### DATASET ENTRIES

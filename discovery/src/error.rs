use thiserror::Error;

/// Errors raised while building or loading discovery configuration.
///
/// The browse pipeline itself never fails; every variant here describes a
/// configuration the engine refuses to start with.
#[derive(Error, Debug)]
pub enum DiscoveryError {
    #[error("{field} vocabulary must not be empty")]
    EmptyVocabulary { field: &'static str },

    #[error("{field} vocabulary contains a blank entry")]
    BlankVocabularyEntry { field: &'static str },

    #[error("{field} vocabulary lists \"{value}\" more than once")]
    DuplicateVocabularyEntry { field: &'static str, value: String },

    #[error("\"all\" is reserved and cannot be a {field} vocabulary entry")]
    ReservedVocabularyEntry { field: &'static str },

    #[error("Invalid locale \"{locale}\": {reason}")]
    InvalidLocale { locale: String, reason: String },

    #[error("IO error: {0}")]
    Io(#[from] std::io::Error),

    #[error("Config parse error: {0}")]
    Toml(#[from] toml::de::Error),
}

pub type Result<T> = std::result::Result<T, DiscoveryError>;
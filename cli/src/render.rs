use owo_colors::OwoColorize;
use showcase_discovery::BrowseView;
use showcase_discovery::Contributor;
use showcase_discovery::DashboardSummary;
use showcase_discovery::FacetCount;
use showcase_discovery::ProjectRecord;
use showcase_discovery::ViewMode;

const UNTITLED: &str = "(untitled)";
const LABEL_WIDTH: usize = 20;

/// Plain-text rendering; `color` only adds emphasis, never changes content.
#[derive(Clone, Copy, Debug)]
pub struct Renderer {
    color: bool,
}

impl Renderer {
    pub fn new(color: bool) -> Self {
        Self { color }
    }

    pub fn for_stdout() -> Self {
        Self::new(supports_color::on_cached(supports_color::Stream::Stdout).is_some())
    }

    fn heading(self, text: &str) -> String {
        if self.color {
            text.bold().to_string()
        } else {
            text.to_string()
        }
    }

    fn dim(self, text: &str) -> String {
        if self.color {
            text.dimmed().to_string()
        } else {
            text.to_string()
        }
    }

    pub fn browse(self, view: &BrowseView<'_>) -> String {
        let mut lines = vec![self.heading(&view.headline()), self.dim(view.subtitle())];
        if view.is_filtered() {
            let labels: Vec<&str> = view
                .active_filters
                .iter()
                .map(|token| token.label.as_str())
                .collect();
            lines.push(format!("Active filters: {}", labels.join(" | ")));
        }
        if view.projects.is_empty() {
            lines.push("No projects found".to_string());
            return join_lines(lines);
        }
        lines.push(String::new());
        for project in &view.projects {
            match view.view_mode {
                ViewMode::Grid => lines.push(grid_line(project)),
                ViewMode::List => self.list_entry(&mut lines, project),
            }
        }
        join_lines(lines)
    }

    fn list_entry(self, lines: &mut Vec<String>, project: &ProjectRecord) {
        lines.push(self.heading(title_of(project)));
        lines.push(format!(
            "  {} | {} | {} | id {}",
            project.status().unwrap_or("-"),
            project.department().unwrap_or("-"),
            project.academic_year().unwrap_or("-"),
            project.id(),
        ));
        if !project.description().is_empty() {
            lines.push(format!("  {}", project.description()));
        }
        if !project.contributors.is_empty() {
            let names: Vec<&str> = project
                .contributors
                .iter()
                .map(Contributor::display_name)
                .collect();
            lines.push(format!("  Contributors: {}", names.join(", ")));
        }
        if !project.technologies_used.is_empty() {
            lines.push(format!("  Tech: {}", project.technologies_used.join(", ")));
        }
    }

    pub fn dashboard(self, summary: &DashboardSummary, top: usize) -> String {
        let mut lines = vec![
            format!(
                "{} projects across {} categories",
                summary.total, summary.category_vocabulary_size
            ),
            String::new(),
            self.heading("Status"),
        ];
        lines.extend(summary.statuses.iter().map(facet_line));
        if summary.unclassified_status > 0 {
            lines.push(format!(
                "  {:<LABEL_WIDTH$} {}",
                "Unclassified", summary.unclassified_status
            ));
        }
        lines.push(String::new());
        lines.push(self.heading("Top categories"));
        let top_categories = summary.top_categories(top);
        if top_categories.is_empty() {
            lines.push("  none".to_string());
        }
        lines.extend(top_categories.iter().map(facet_line));
        join_lines(lines)
    }

    pub fn project(self, project: &ProjectRecord) -> String {
        let mut lines = vec![self.heading(title_of(project))];
        let fields = [
            ("ID", project.id().to_string()),
            ("Status", project.status().unwrap_or_default().to_string()),
            ("Category", project.department().unwrap_or_default().to_string()),
            ("Year", project.academic_year().unwrap_or_default().to_string()),
            ("Created", project.created_at.clone().unwrap_or_default()),
            ("Source", project.source_code_url.clone().unwrap_or_default()),
            ("Tech", project.technologies_used.join(", ")),
            ("Tags", project.tags.join(", ")),
        ];
        lines.extend(
            fields
                .iter()
                .filter(|(_, value)| !value.is_empty())
                .map(|(label, value)| format!("{label:<14}{value}")),
        );
        for (heading, text) in [
            ("Abstract", project.abstract_text()),
            ("Description", project.description()),
        ] {
            if !text.is_empty() {
                lines.extend([String::new(), heading.to_string(), format!("  {text}")]);
            }
        }
        if !project.contributors.is_empty() {
            lines.extend([String::new(), "Contributors".to_string()]);
            lines.extend(project.contributors.iter().map(|contributor| {
                match contributor.role() {
                    Some(role) if !role.is_empty() => {
                        format!("  {} ({role})", contributor.display_name())
                    }
                    _ => format!("  {}", contributor.display_name()),
                }
            }));
        }
        join_lines(lines)
    }

    pub fn project_list(self, projects: &[ProjectRecord]) -> String {
        if projects.is_empty() {
            return join_lines(vec!["No projects found.".to_string()]);
        }
        join_lines(projects.iter().map(grid_line).collect())
    }
}

fn grid_line(project: &ProjectRecord) -> String {
    format!(
        "{}  [{}] {} {}",
        title_of(project),
        project.status().unwrap_or("-"),
        project.department().unwrap_or("-"),
        project.academic_year().unwrap_or("-"),
    )
}

fn title_of(project: &ProjectRecord) -> &str {
    match project.title() {
        "" => UNTITLED,
        title => title,
    }
}

fn facet_line(facet: &FacetCount) -> String {
    format!("  {:<LABEL_WIDTH$} {}", facet.key, facet.count)
}

/// Newline-terminated output, one entry per line.
fn join_lines(lines: Vec<String>) -> String {
    let mut out = lines.join("\n");
    out.push('\n');
    out
}
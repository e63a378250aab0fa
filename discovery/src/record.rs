use serde::Deserialize;
use serde::Serialize;
use serde_json::Value;
use serde_with::DefaultOnError;
use serde_with::VecSkipError;
use serde_with::serde_as;
use time::Date;
use time::OffsetDateTime;
use time::format_description::well_known::Rfc3339;
use time::macros::format_description;

/// One project as returned by the showcase backend.
///
/// Every field is optional on the wire. A field holding the wrong JSON type
/// decodes to its default instead of rejecting the record, and list entries
/// that fail to decode are dropped. Engine code reads through the accessor
/// methods, which apply the documented defaults.
#[serde_as]
#[derive(Clone, Debug, Default, PartialEq, Serialize, Deserialize)]
#[serde(default, rename_all = "camelCase")]
pub struct ProjectRecord {
    #[serde(rename = "_id")]
    #[serde_as(as = "DefaultOnError")]
    pub id: String,
    /// Virtual `id` that some documents carry next to, or instead of, `_id`.
    #[serde(rename = "id", skip_serializing_if = "Option::is_none")]
    #[serde_as(as = "DefaultOnError")]
    pub id_alias: Option<String>,
    #[serde_as(as = "DefaultOnError")]
    pub title: Option<String>,
    #[serde_as(as = "DefaultOnError")]
    pub description: Option<String>,
    #[serde(rename = "abstract")]
    #[serde_as(as = "DefaultOnError")]
    pub abstract_text: Option<String>,
    #[serde_as(as = "DefaultOnError<VecSkipError<_>>")]
    pub contributors: Vec<Contributor>,
    #[serde_as(as = "DefaultOnError<VecSkipError<_>>")]
    pub technologies_used: Vec<String>,
    #[serde_as(as = "DefaultOnError<VecSkipError<_>>")]
    pub tags: Vec<String>,
    #[serde_as(as = "DefaultOnError")]
    pub department: Option<String>,
    #[serde_as(as = "DefaultOnError")]
    pub status: Option<String>,
    #[serde_as(as = "DefaultOnError")]
    pub academic_year: Option<String>,
    #[serde_as(as = "DefaultOnError")]
    pub created_at: Option<String>,
    #[serde_as(as = "DefaultOnError")]
    pub updated_at: Option<String>,
    /// Either a creator id or a populated user document.
    pub creator: Option<Value>,
    #[serde_as(as = "DefaultOnError")]
    pub source_code_url: Option<String>,
    #[serde_as(as = "DefaultOnError")]
    pub thumbnail_url: Option<String>,
    #[serde_as(as = "DefaultOnError<VecSkipError<_>>")]
    pub images: Vec<String>,
    #[serde_as(as = "DefaultOnError<VecSkipError<_>>")]
    pub categories: Vec<String>,
}

impl ProjectRecord {
    /// `_id` when present, else the virtual `id`.
    pub fn id(&self) -> &str {
        match self.id.as_str() {
            "" => self.id_alias.as_deref().unwrap_or_default(),
            id => id,
        }
    }

    pub fn title(&self) -> &str {
        self.title.as_deref().unwrap_or_default()
    }

    pub fn description(&self) -> &str {
        self.description.as_deref().unwrap_or_default()
    }

    pub fn abstract_text(&self) -> &str {
        self.abstract_text.as_deref().unwrap_or_default()
    }

    pub fn department(&self) -> Option<&str> {
        self.department.as_deref()
    }

    pub fn status(&self) -> Option<&str> {
        self.status.as_deref()
    }

    pub fn academic_year(&self) -> Option<&str> {
        self.academic_year.as_deref()
    }

    /// Parsed `createdAt`; `None` stands for the invalid date.
    pub fn created_at(&self) -> Option<OffsetDateTime> {
        self.created_at.as_deref().and_then(parse_timestamp)
    }

    /// Strings the free-text search looks at besides title/description/abstract.
    pub fn contributor_terms(&self) -> impl Iterator<Item = &str> {
        self.contributors
            .iter()
            .flat_map(Contributor::search_terms)
    }

    /// `creator` as an id, whether the backend sent the id or the populated user.
    pub fn creator_id(&self) -> Option<&str> {
        match self.creator.as_ref()? {
            Value::String(id) => Some(id.as_str()),
            Value::Object(user) => user.get("_id").or_else(|| user.get("id"))?.as_str(),
            _ => None,
        }
    }
}

/// Parses the timestamp formats the backend emits: RFC 3339, or a bare
/// calendar date taken as midnight UTC.
pub fn parse_timestamp(raw: &str) -> Option<OffsetDateTime> {
    let trimmed = raw.trim();
    if trimmed.is_empty() {
        return None;
    }
    if let Ok(timestamp) = OffsetDateTime::parse(trimmed, &Rfc3339) {
        return Some(timestamp);
    }
    Date::parse(trimmed, format_description!("[year]-[month]-[day]"))
        .ok()
        .map(|date| date.midnight().assume_utc())
}

/// A contributor entry: older records store plain names, newer ones store
/// an object with optional name, email and role.
#[derive(Clone, Debug, PartialEq, Serialize, Deserialize)]
#[serde(untagged)]
pub enum Contributor {
    Name(String),
    Profile(ContributorProfile),
}

#[serde_as]
#[derive(Clone, Debug, Default, PartialEq, Serialize, Deserialize)]
#[serde(default)]
pub struct ContributorProfile {
    #[serde_as(as = "DefaultOnError")]
    pub name: Option<String>,
    #[serde_as(as = "DefaultOnError")]
    pub email: Option<String>,
    #[serde_as(as = "DefaultOnError")]
    pub role: Option<String>,
}

impl Contributor {
    /// Name and email; role is not searchable.
    pub fn search_terms(&self) -> impl Iterator<Item = &str> {
        let (first, second) = match self {
            Contributor::Name(name) => (Some(name.as_str()), None),
            Contributor::Profile(profile) => (profile.name.as_deref(), profile.email.as_deref()),
        };
        first.into_iter().chain(second)
    }

    pub fn display_name(&self) -> &str {
        match self {
            Contributor::Name(name) if !name.is_empty() => name.as_str(),
            Contributor::Name(_) => "Contributor",
            Contributor::Profile(profile) => profile
                .name
                .as_deref()
                .filter(|name| !name.is_empty())
                .or_else(|| profile.email.as_deref().filter(|email| !email.is_empty()))
                .unwrap_or("Contributor"),
        }
    }

    pub fn role(&self) -> Option<&str> {
        match self {
            Contributor::Name(_) => None,
            Contributor::Profile(profile) => profile.role.as_deref(),
        }
    }
}
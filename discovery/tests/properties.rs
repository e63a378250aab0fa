use pretty_assertions::assert_eq;
use serde_json::json;
use showcase_discovery::DiscoveryConfig;
use showcase_discovery::DiscoveryEngine;
use showcase_discovery::ProjectRecord;
use showcase_discovery::QueryState;
use showcase_discovery::SortKey;
use showcase_discovery::Vocabulary;
use showcase_discovery::clear_all;
use showcase_discovery::describe;
use showcase_discovery::filter_projects;
use showcase_discovery::remove_token;
use showcase_discovery::sort_projects;
use showcase_discovery::status_counts;

fn engine() -> DiscoveryEngine {
    DiscoveryEngine::new(DiscoveryConfig::default()).expect("default config")
}

/// A store shaped like a backend `getall` response, including a few
/// records with missing or malformed fields.
fn store() -> Vec<ProjectRecord> {
    serde_json::from_value(json!([
        {
            "_id": "p1",
            "title": "Solar Tracker",
            "description": "Dual-axis panel mount",
            "contributors": [{"name": "Asha Rao", "email": "asha@campus.edu", "role": "Lead"}],
            "technologiesUsed": ["Arduino"],
            "department": "Engineering",
            "status": "Ongoing",
            "academicYear": "2024-25",
            "createdAt": "2024-08-12T09:30:00.000Z"
        },
        {
            "_id": "p2",
            "title": "Chat App",
            "abstract": "Realtime messaging for clubs",
            "contributors": ["Ravi"],
            "technologiesUsed": ["React", "Socket.IO"],
            "department": "Web Development",
            "status": "Completed",
            "academicYear": "2023-24",
            "createdAt": "2023-11-02T14:00:00.000Z"
        },
        {
            "_id": "p3",
            "title": "Crop Vision",
            "description": "Solar-powered field camera",
            "department": "AI/ML",
            "status": "Ongoing",
            "academicYear": "2023-24",
            "createdAt": "2024-02-20"
        },
        {
            "_id": "p4",
            "title": "Campus Ledger",
            "department": "Blockchain",
            "status": "Completed",
            "academicYear": "2024-25"
        },
        {
            "_id": "p5",
            "title": 17,
            "department": "Engineering",
            "status": "Ongoing",
            "academicYear": "2024-25",
            "createdAt": "sometime"
        }
    ]))
    .expect("fixture decodes")
}

fn ids(records: &[&ProjectRecord]) -> Vec<String> {
    records.iter().map(|record| record.id().to_string()).collect()
}

#[test]
fn default_query_returns_store_unchanged() {
    let records = store();
    let vocabulary = Vocabulary::default();
    let all = filter_projects(&records, &QueryState::default(), &vocabulary);
    assert_eq!(ids(&all), vec!["p1", "p2", "p3", "p4", "p5"]);
}

#[test]
fn filtered_subset_is_drawn_from_store() {
    let records = store();
    let vocabulary = Vocabulary::default();
    let queries = [
        QueryState::default().with_search("solar"),
        QueryState::default().with_status("Completed"),
        QueryState::default().with_year("2024-25").with_category("Engineering"),
        QueryState::default().with_search("zzz"),
    ];
    for query in queries {
        for record in filter_projects(&records, &query, &vocabulary) {
            assert!(records.iter().any(|candidate| std::ptr::eq(candidate, record)));
        }
    }
}

#[test]
fn combined_filters_intersect_individual_ones() {
    let records = store();
    let vocabulary = Vocabulary::default();
    let engineering = QueryState::default().with_category("Engineering");
    let ongoing = QueryState::default().with_status("Ongoing");
    let by_category = filter_projects(&records, &engineering, &vocabulary);
    let by_status = filter_projects(&records, &ongoing, &vocabulary);
    let both = filter_projects(
        &records,
        &QueryState::default()
            .with_category("Engineering")
            .with_status("Ongoing"),
        &vocabulary,
    );

    let expected: Vec<String> = ids(&by_category)
        .into_iter()
        .filter(|id| ids(&by_status).contains(id))
        .collect();
    assert_eq!(ids(&both), expected);
    assert_eq!(ids(&both), vec!["p1", "p5"]);
}

#[test]
fn sorting_is_stable_for_equal_keys() {
    let records = store();
    let subset: Vec<&ProjectRecord> = records.iter().collect();
    let collator = showcase_discovery::TitleCollator::code_point();

    // p4 and p5 both lack a usable createdAt.
    let newest = sort_projects(&subset, SortKey::Newest, &collator);
    assert_eq!(ids(&newest), vec!["p1", "p3", "p2", "p4", "p5"]);
    let oldest = sort_projects(&subset, SortKey::Oldest, &collator);
    assert_eq!(ids(&oldest), vec!["p4", "p5", "p2", "p3", "p1"]);
}

#[test]
fn removing_a_token_drops_exactly_one() {
    let query = QueryState::default()
        .with_search("solar")
        .with_category("Engineering")
        .with_status("Ongoing")
        .with_year("2024-25");
    let tokens = describe(&query);
    assert_eq!(tokens.len(), 4);

    for token in &tokens {
        let next = remove_token(token, &query);
        let remaining = describe(&next);
        assert_eq!(remaining.len(), tokens.len() - 1);
        assert!(!remaining.contains(token));
    }
    assert!(describe(&clear_all(&query)).is_empty());
}

#[test]
fn status_counts_cover_the_store() {
    let records = store();
    let counts = status_counts(&records, &Vocabulary::default());
    let sum: usize = counts.iter().map(|facet| facet.count).sum();
    assert_eq!(sum, records.len());

    let summary = engine().dashboard(&records);
    assert_eq!(summary.unclassified_status, 0);
    let keys: Vec<&str> = summary.categories.iter().map(|facet| facet.key.as_str()).collect();
    assert_eq!(keys, vec!["Engineering", "Web Development", "AI/ML", "Blockchain"]);
}

#[test]
fn two_record_walkthrough() {
    let records: Vec<ProjectRecord> = store().into_iter().take(2).collect();
    let vocabulary = Vocabulary::default();

    let solar = filter_projects(&records, &QueryState::default().with_search("solar"), &vocabulary);
    assert_eq!(ids(&solar), vec!["p1"]);

    let both: Vec<&ProjectRecord> = records.iter().collect();
    let engine = engine();
    let sorted = engine.sort(&both, &QueryState::default().with_sort(SortKey::TitleDesc));
    let titles: Vec<&str> = sorted.iter().map(|record| record.title()).collect();
    assert_eq!(titles, vec!["Solar Tracker", "Chat App"]);

    let counts = status_counts(&records, &vocabulary);
    let pairs: Vec<(&str, usize)> = counts
        .iter()
        .map(|facet| (facet.key.as_str(), facet.count))
        .collect();
    assert_eq!(
        pairs,
        vec![
            ("Ongoing", 1),
            ("Completed", 1),
            ("Archived", 0),
            ("Pending Approval", 0),
        ]
    );
}

#[test]
fn missing_created_at_sorts_after_valid_dates_under_newest() {
    let records = store();
    let view = engine().browse(&records, &QueryState::default());
    let position = |id: &str| {
        view.projects
            .iter()
            .position(|record| record.id() == id)
            .expect("record present")
    };
    for dated in ["p1", "p2", "p3"] {
        assert!(position(dated) < position("p4"));
        assert!(position(dated) < position("p5"));
    }
}

#[test]
fn search_matches_any_text_field() {
    let records = store();
    let engine = engine();
    let cases = [
        ("dual-axis", vec!["p1"]),
        ("MESSAGING", vec!["p2"]),
        ("asha@", vec!["p1"]),
        ("socket", vec!["p2"]),
        ("solar", vec!["p1", "p3"]),
    ];
    for (term, expected) in cases {
        let query = QueryState::default().with_search(term).with_sort(SortKey::Unsorted);
        let view = engine.browse(&records, &query);
        assert_eq!(ids(&view.projects), expected, "search {term:?}");
    }
}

######

TASK BRIEF. If the word "labels" is on a line above, return that line.

YOUR SOLUTION.
            let labels: Vec<&str> = view
            lines.push(format!("Active filters: {}", labels.join(" | ")));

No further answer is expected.